HOLDERS OF OUR COMMON STOCK ARE ADVISED AND EXPECTED TO CONSULT THEIR OWN TAX ADVISORS REGARDING THE U.S. FEDERAL INCOME TAX CONSEQUENCES OF THE REVERSE STOCK SPLIT IN LIGHT OF THEIR PERSONAL CIRCUMSTANCES AND THE CONSEQUENCES OF THE REVERSE STOCK SPLIT UNDER STATE, LOCAL AND FOREIGN TAX LAWS.
Tax Consequences of the Reverse Stock Split
The Reverse Stock Split is intended to be treated as a tax deferred “recapitalization” for U.S. federal income tax purposes. The remainder of the discussion assumes the Reverse Stock Split will qualify as a recapitalization.
No gain or loss will be recognized by us as a result of the Reverse Stock Split.

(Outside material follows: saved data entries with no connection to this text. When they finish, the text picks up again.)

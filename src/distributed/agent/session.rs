use std::time::Duration;

use tokio::io::{AsyncRead, AsyncWrite, BufReader};
use tokio::sync::mpsc;
use tokio::time::{MissedTickBehavior, timeout};
use tracing::{debug, info, warn};

use crate::error::{AppError, AppResult, DistributedError};

use super::AgentOptions;
use super::command::ControllerEvent;
use super::driver::SessionDriver;
use super::runner::{AgentRunner, send_wire};
use crate::distributed::protocol::{
    AgentCommand, AgentControlMessage, AgentHello, AgentReplyMessage, HelloReply, WireMessage,
    read_message, send_message,
};

const HELLO_REPLY_TIMEOUT: Duration = Duration::from_secs(10);

/// Registers with the controller over `stream` and serves one run until the
/// controller resets the agent.
pub(in crate::distributed) async fn run_agent_session<S>(
    stream: S,
    address: String,
    options: &AgentOptions,
    driver: &mut dyn SessionDriver,
) -> AppResult<()>
where
    S: AsyncRead + AsyncWrite + Send + 'static,
{
    let (read_half, mut write_half) = tokio::io::split(stream);
    let (out_tx, mut out_rx) = mpsc::unbounded_channel::<WireMessage>();
    let writer_handle = tokio::spawn(async move {
        while let Some(message) = out_rx.recv().await {
            if send_message(&mut write_half, &message).await.is_err() {
                break;
            }
        }
    });

    let mut reader = BufReader::new(read_half);
    let (cmd_tx, mut cmd_rx) = mpsc::unbounded_channel::<ControllerEvent>();
    let reader_handle = tokio::spawn(async move {
        loop {
            let message = match read_message(&mut reader).await {
                Ok(message) => message,
                Err(err) => {
                    if cmd_tx.send(ControllerEvent::Disconnected(err)).is_err() {
                        // Session already finished.
                    }
                    break;
                }
            };

            let event = match message {
                WireMessage::HelloReply(reply) => ControllerEvent::HelloReply(reply),
                WireMessage::AgentControl(message) => ControllerEvent::Control(message),
                WireMessage::PhaseControl(message) => ControllerEvent::Phase(message),
                WireMessage::Error(message) => {
                    ControllerEvent::Error(AppError::distributed(DistributedError::Remote {
                        message: message.message,
                    }))
                }
                WireMessage::Hello(_)
                | WireMessage::AgentReply(_)
                | WireMessage::PhaseChange(_)
                | WireMessage::Stats(_)
                | WireMessage::CustomData(_) => ControllerEvent::Error(AppError::distributed(
                    DistributedError::UnexpectedMessageFromController,
                )),
            };

            if cmd_tx.send(event).is_err() {
                break;
            }
        }
    });

    let hello = AgentHello {
        name: options.name.clone(),
        address,
        run_id: options.run_id.clone(),
    };
    send_wire(&out_tx, WireMessage::Hello(hello))?;
    debug!("Sent hello as {}", options.name);

    let session_result = match wait_for_hello_reply(&mut cmd_rx).await {
        Ok(reply) => {
            info!(
                "Agent {} registered with run {}",
                options.name,
                reply.run_id.as_deref().unwrap_or("<unknown>")
            );
            serve_controller(options, driver, &out_tx, &mut cmd_rx).await
        }
        Err(err) => Err(err),
    };

    drop(out_tx);
    if writer_handle.await.is_err() {
        // Writer panicked; nothing left to flush.
    }
    reader_handle.abort();
    session_result
}

async fn wait_for_hello_reply(
    cmd_rx: &mut mpsc::UnboundedReceiver<ControllerEvent>,
) -> AppResult<HelloReply> {
    let event = timeout(HELLO_REPLY_TIMEOUT, cmd_rx.recv())
        .await
        .map_err(|_elapsed| AppError::distributed(DistributedError::AgentHelloTimeout))?;
    match event {
        Some(ControllerEvent::HelloReply(reply)) => {
            if reply.accepted {
                Ok(reply)
            } else {
                Err(AppError::distributed(
                    DistributedError::RegistrationRejected {
                        message: reply.message.unwrap_or_default(),
                    },
                ))
            }
        }
        Some(ControllerEvent::Disconnected(err) | ControllerEvent::Error(err)) => Err(err),
        Some(ControllerEvent::Control(_) | ControllerEvent::Phase(_)) => Err(
            AppError::distributed(DistributedError::UnexpectedMessageFromController),
        ),
        None => Err(AppError::distributed(
            DistributedError::ControllerConnectionClosed,
        )),
    }
}

async fn next_statistics_tick(interval: Option<&mut tokio::time::Interval>) {
    match interval {
        Some(interval) => {
            interval.tick().await;
        }
        None => std::future::pending::<()>().await,
    }
}

async fn serve_controller(
    options: &AgentOptions,
    driver: &mut dyn SessionDriver,
    out_tx: &mpsc::UnboundedSender<WireMessage>,
    cmd_rx: &mut mpsc::UnboundedReceiver<ControllerEvent>,
) -> AppResult<()> {
    let mut runner: Option<AgentRunner> = None;
    let mut statistics: Option<tokio::time::Interval> = None;
    loop {
        let event = tokio::select! {
            event = cmd_rx.recv() => event,
            () = next_statistics_tick(statistics.as_mut()) => {
                if let Some(runner) = runner.as_ref() {
                    runner.flush_statistics(driver)?;
                }
                continue;
            }
        };
        let Some(event) = event else {
            return Err(AppError::distributed(
                DistributedError::ControllerConnectionClosed,
            ));
        };
        match event {
            ControllerEvent::Control(message) => {
                let AgentControlMessage {
                    request_id,
                    command,
                    run_id,
                    benchmark,
                    include_inactive,
                    ..
                } = *message;
                match command {
                    AgentCommand::Initialize => {
                        let reply = match (runner.as_ref(), benchmark) {
                            (Some(_), _) => failure(request_id, DistributedError::AgentBusy),
                            (None, None) => failure(
                                request_id,
                                DistributedError::Remote {
                                    message: "Initialize without benchmark".to_owned(),
                                },
                            ),
                            (None, Some(benchmark)) => {
                                let initialized = AgentRunner::new(
                                    options.name.clone(),
                                    run_id,
                                    benchmark,
                                    out_tx.clone(),
                                );
                                let period =
                                    Duration::from_millis(initialized.statistics_period_ms().max(1));
                                let mut interval = tokio::time::interval(period);
                                interval.set_missed_tick_behavior(MissedTickBehavior::Skip);
                                statistics = Some(interval);
                                runner = Some(initialized);
                                success(request_id, Vec::new())
                            }
                        };
                        send_wire(out_tx, WireMessage::AgentReply(reply))?;
                    }
                    AgentCommand::Reset => {
                        if let Some(runner) = runner.as_ref() {
                            runner.flush_statistics(driver)?;
                            info!("Agent {} stopping run {}", options.name, runner.run_id());
                        }
                        send_wire(out_tx, WireMessage::AgentReply(success(request_id, Vec::new())))?;
                        return Ok(());
                    }
                    AgentCommand::ListSessions => {
                        let lines = driver.list_sessions(include_inactive);
                        send_wire(out_tx, WireMessage::AgentReply(success(request_id, lines)))?;
                    }
                    AgentCommand::ListConnections => {
                        let lines = driver.list_connections();
                        send_wire(out_tx, WireMessage::AgentReply(success(request_id, lines)))?;
                    }
                }
            }
            ControllerEvent::Phase(message) => match runner.as_mut() {
                Some(runner) => runner.handle_phase(message, driver).await?,
                None => warn!(
                    "Agent {} got {} for {} before initialization",
                    options.name,
                    message.command.as_str(),
                    message.phase
                ),
            },
            ControllerEvent::HelloReply(_) => {
                warn!("Agent {} got a duplicate hello reply", options.name);
            }
            ControllerEvent::Error(err) => warn!("Controller error: {}", err),
            ControllerEvent::Disconnected(err) => return Err(err),
        }
    }
}

fn success(request_id: u64, lines: Vec<String>) -> AgentReplyMessage {
    AgentReplyMessage {
        request_id,
        success: true,
        error: None,
        lines,
    }
}

fn failure(request_id: u64, error: DistributedError) -> AgentReplyMessage {
    AgentReplyMessage {
        request_id,
        success: false,
        error: Some(error.to_string()),
        lines: Vec::new(),
    }
}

A U.S. Holder who receives solely a reduced number of shares of Common Stock pursuant to the Reverse Stock Split will generally recognize no gain or loss. A U.S. Holder who receives cash in lieu of a fractional share interest will generally recognize gain or loss equal to the difference between (i) the portion of the tax basis of the pre-Reverse Stock Split shares allocated to the fractional share interest and (ii) the cash received.
A U.S. Holder’s basis in the U.S. Holder’s post-Reverse Stock Split shares will be equal to the aggregate tax basis of such U.S. Holder’s pre-Reverse Stock Split shares decreased by the amount of any basis allocated to any fractional share interest for which cash is received.

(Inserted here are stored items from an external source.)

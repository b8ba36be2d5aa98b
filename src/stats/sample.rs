use serde::{Deserialize, Serialize};

/// Counters reported by an agent for one phase and metric over one interval.
#[derive(Debug, Clone, Default, PartialEq, Eq, Serialize, Deserialize)]
pub struct StatisticsSample {
    pub phase: String,
    #[serde(default)]
    pub metric: String,
    pub start_ms: u64,
    pub end_ms: u64,
    pub requests: u64,
    pub responses: u64,
    pub errors: u64,
    #[serde(default)]
    pub timeouts: u64,
    #[serde(default)]
    pub total_response_ms: u64,
    #[serde(default)]
    pub max_response_ms: u64,
}

/// Merged counters of one phase.
#[derive(Debug, Clone, Default, PartialEq, Eq, Serialize, Deserialize)]
pub struct PhaseSummary {
    pub phase: String,
    pub start_ms: u64,
    pub end_ms: u64,
    pub requests: u64,
    pub responses: u64,
    pub errors: u64,
    pub timeouts: u64,
    pub total_response_ms: u64,
    pub max_response_ms: u64,
}

impl PhaseSummary {
    pub(crate) fn empty(phase: &str) -> Self {
        Self {
            phase: phase.to_owned(),
            ..Self::default()
        }
    }

    pub(crate) fn add(&mut self, sample: &StatisticsSample) {
        if self.start_ms == 0 || (sample.start_ms > 0 && sample.start_ms < self.start_ms) {
            self.start_ms = sample.start_ms;
        }
        self.end_ms = self.end_ms.max(sample.end_ms);
        self.requests = self.requests.saturating_add(sample.requests);
        self.responses = self.responses.saturating_add(sample.responses);
        self.errors = self.errors.saturating_add(sample.errors);
        self.timeouts = self.timeouts.saturating_add(sample.timeouts);
        self.total_response_ms = self
            .total_response_ms
            .saturating_add(sample.total_response_ms);
        self.max_response_ms = self.max_response_ms.max(sample.max_response_ms);
    }

    #[must_use]
    pub fn mean_response_ms(&self) -> u64 {
        self.total_response_ms
            .checked_div(self.responses)
            .unwrap_or(0)
    }

    /// Errors and timeouts relative to issued requests; zero without requests.
    #[must_use]
    #[expect(
        clippy::float_arithmetic,
        reason = "Error ratio is compared against a fractional threshold"
    )]
    pub fn error_ratio(&self) -> f64 {
        if self.requests == 0 {
            return 0.0;
        }
        self.errors.saturating_add(self.timeouts) as f64 / self.requests as f64
    }
}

The holding period of our stock received in the Reverse Stock Split will include the holding period of the pre-Reverse Stock Split shares exchanged.
For purposes of the above discussion of the basis and holding periods for shares of the stock received in the Reverse Stock Split, U.S. Holders who acquired different blocks of our stock at different times for different prices must calculate their basis, gains and losses, and holding periods separately for each identifiable block of such stock exchanged, converted, canceled or received in the Reverse Stock Split. U.S. Holders who acquired different blocks of our stock at different times for different prices should consult their tax advisors regarding the allocation of the tax basis and holding period of such shares.
Any gain or loss recognized by a U.S. Holder as a result of the Reverse Stock Split will generally be a capital gain or loss and will be long term capital gain or loss if the U.S. Holder’s holding period for the shares of our stock exchanged is more than one year.
Certain U.S. Holders may be required to attach a statement to their tax returns for the year in which the Reverse Stock Split is consummated that contains the information listed in applicable Treasury Regulations. U.S. Holders are urged to consult their own tax advisors with respect to the applicable reporting requirements.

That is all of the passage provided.